13 May 2019 – Mike Browne’s title defence in the Canon South African Disabled Golf Open got off to a solid start as the Englishman carded a two-under-par 70 to share the first round lead at Magalies Park Country Club on Monday.
The 41-year-old former Royal Artillery gunner reeled in a hat-trick of birdies to match the opening score of seasoned Australian veteran and fellow leg-amputee Geoff Nicholas.
Les Autres pair Charl Theron and Iglin Grobbelaar tied for third on five-over.
Cape Town leg-amputee Morne Cronje finished alone in fifth on seven-over, while four-time World One-Arm champion Reinard Schuhknecht and leg-amputee Trevor Reich finished a further shot back in joint sixth.
Browne went wire-to-wire to capture the title in his first disabled championship start a year ago and, with the introduction of official world ranking points for golfers with disabilities this season, the Englishman is keen to double up in the 21st edition of the flagship event.
“I had already decided to come back to defend, but when the world rankings were announced it raised the bar even higher,” said the United Kingdom’s first amputee pro golfer.
“Over the last year, I split my time between the TP Tour in England and the Florida Pro Golf Tour in the United States. I’ve also played the qualifying schools in Europe to gain experience and the qualifiers for the Challenge Tour. The dream is still to compete on one of the main Tours and competing abroad on different courses and conditions helps me to build experience.”
Brown only took up golf six years ago after losing his right leg below the knee while serving in the military. He got his handicap of 28 within two years and enjoyed a storied amateur career. He turned professional on the advice of former Ryder Cup captain Mark James and currently plays off scratch.
Last August, he smashed the world record with a drive of 564 yards (515 metres) during a long drive competition on the runway at RAF Honington in Suffolk and he used that distance to great effect at Magalies Park to capitalise at two of the par fives on the homeward loop.
“I was one-over through the turn, but I birdied 13 to get back to level par. I stuck it close on 14 and boxed the putt to get into red numbers for the first time. The 18th is quite long; about 550 yards. I went for it in two, and almost made eagle, but the putt lipped out,” said Browne.

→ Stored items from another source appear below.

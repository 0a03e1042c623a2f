//! Statistics API endpoints

use api_types::stats::{Statistic, StatisticQuery};
use axum::{
    Extension, Json,
    extract::{Query, State},
};
use chrono::Utc;

use crate::{ServerError, server::ServerState, user};

/// Handle requests for user statistics
pub async fn get_stats(
    Extension(user): Extension<user::Model>,
    State(state): State<ServerState>,
    Query(query): Query<StatisticQuery>,
) -> Result<Json<Statistic>, ServerError> {
    let stats = state
        .engine
        .statistics(
            &user.username,
            query.from.map(|dt| dt.with_timezone(&Utc)),
            query.to.map(|dt| dt.with_timezone(&Utc)),
        )
        .await?;

    Ok(Json(Statistic {
        total_balance: stats.total_balance.value(),
        wallet_count: stats.wallet_count,
        total_income: stats.total_income.value(),
        total_expenses: stats.total_expenses.value(),
    }))
}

“The course is in great nick and the greens are fast, especially the downhill putts. I expect it will get even faster as the tournament goes on, so it was nice to finish off with a birdie and make a half-decent start.”
Playing partner Nicholas also lived up to his star billing.
The New South Wales golfer won the British and United States Amputee Opens a record 13 times and added to his trophy cabinet with success in Canada, New Zealand, Sweden and Japan. He even had a stint on the Australasian Tour and, in 2014, won the only World Cup of Disabled Golf for Australia with compatriot Shane Luke right here in South Africa.
Nicholas arrived in South Africa with some hot form, coming off victory in the Queensland Open – the first event that counted for world ranking points.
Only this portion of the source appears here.